What you will do: Set down again exactly the lines of the listing below that fall between the line holding "Err(err) => debug!(%title, error" and the line holding "window failed; retrying", inclusive.

----- Given records -----

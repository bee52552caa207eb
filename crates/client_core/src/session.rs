use std::{sync::Arc, time::Duration};

use shared::domain::WindowMode;
use tracing::{debug, error, info, warn};

use crate::{
    dispatch::CommandDispatcher,
    error::ClientError,
    registry::{Shutdown, WindowRegistry},
    window::Window,
    EditorHost, EditorWindow, RemoteFs,
};

const WINDOW_RETRY_DELAY: Duration = Duration::from_millis(10);

/// Process-wide context shared by every window: the remote tree, the editor
/// and the window registry.
pub struct Session {
    fsys: Arc<dyn RemoteFs>,
    host: Arc<dyn EditorHost>,
    registry: WindowRegistry,
    dispatcher: CommandDispatcher,
}

impl Session {
    pub fn new(
        fsys: Arc<dyn RemoteFs>,
        host: Arc<dyn EditorHost>,
        shutdown: Arc<dyn Shutdown>,
    ) -> Arc<Self> {
        Arc::new(Self {
            dispatcher: CommandDispatcher::new(Arc::clone(&fsys)),
            fsys,
            host,
            registry: WindowRegistry::new(shutdown),
        })
    }

    pub fn fsys(&self) -> &dyn RemoteFs {
        self.fsys.as_ref()
    }

    pub fn registry(&self) -> &WindowRegistry {
        &self.registry
    }

    pub fn dispatcher(&self) -> &CommandDispatcher {
        &self.dispatcher
    }

    /// Like [`Session::show_or_create`], but a window that cannot be created
    /// ends the process through [`Shutdown::abort`].
    pub async fn open(self: &Arc<Self>, mode: WindowMode) -> Option<Arc<Window>> {
        match self.show_or_create(mode).await {
            Ok(window) => window,
            Err(err) => {
                error!(error = %err, "giving up on window creation");
                self.registry.abort(&err).await;
                None
            }
        }
    }

    /// Focuses the editor window already titled for `mode`, or creates,
    /// registers and starts a new one. Returns the new window, if any.
    ///
    /// The title check and the creation are not atomic: two concurrent
    /// requests for the same title can both create a window.
    pub async fn show_or_create(
        self: &Arc<Self>,
        mode: WindowMode,
    ) -> Result<Option<Arc<Window>>, ClientError> {
        let title = mode.title();
        match self.host.show(&title).await {
            Ok(true) => {
                debug!(%title, "focused existing window");
                return Ok(None);
            }
            Ok(false) => {}
            Err(err) => debug!(%title, error = %err, "window lookup failed"),
        }

        let handle = self.create_editor_window(&title).await?;
        if let Err(err) = handle.set_title(&title).await {
            debug!(%title, error = %err, "naming window failed");
        }
        let window = Arc::new(Window::new(mode, handle, Arc::clone(self)));
        self.registry.register(Arc::clone(&window)).await;
        window.reset_tag().await;
        info!(%title, window = %window.id(), "opened window");

        if window.mode().is_timeline() {
            let loader = Arc::clone(&window);
            tokio::spawn(async move { loader.refresh().await });
        }
        let events = Arc::clone(&window);
        tokio::spawn(events.run());
        Ok(Some(window))
    }

    async fn create_editor_window(
        &self,
        title: &str,
    ) -> Result<Arc<dyn EditorWindow>, ClientError> {
        match self.host.create_window().await {
            Ok(handle) => Ok(handle),
            Err(err) => {
                warn!(%title, error = %err, "creating window failed; retrying once");
                tokio::time::sleep(WINDOW_RETRY_DELAY).await;
                self.host
                    .create_window()
                    .await
                    .map_err(|source| ClientError::WindowCreation {
                        title: title.to_string(),
                        source,
                    })
            }
        }
    }
}

#[cfg(test)]
#[path = "tests/session_tests.rs"]
mod tests;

-----

Task answer:
            Err(err) => debug!(%title, error = %err, "window lookup failed"),
        }

        let handle = self.create_editor_window(&title).await?;
        if let Err(err) = handle.set_title(&title).await {
            debug!(%title, error = %err, "naming window failed");
        }
        let window = Arc::new(Window::new(mode, handle, Arc::clone(self)));
        self.registry.register(Arc::clone(&window)).await;
        window.reset_tag().await;
        info!(%title, window = %window.id(), "opened window");

        if window.mode().is_timeline() {
            let loader = Arc::clone(&window);
            tokio::spawn(async move { loader.refresh().await });
        }
        let events = Arc::clone(&window);
        tokio::spawn(events.run());
        Ok(Some(window))
    }

    async fn create_editor_window(
        &self,
        title: &str,
    ) -> Result<Arc<dyn EditorWindow>, ClientError> {
        match self.host.create_window().await {
            Ok(handle) => Ok(handle),
            Err(err) => {
                warn!(%title, error = %err, "creating window failed; retrying once");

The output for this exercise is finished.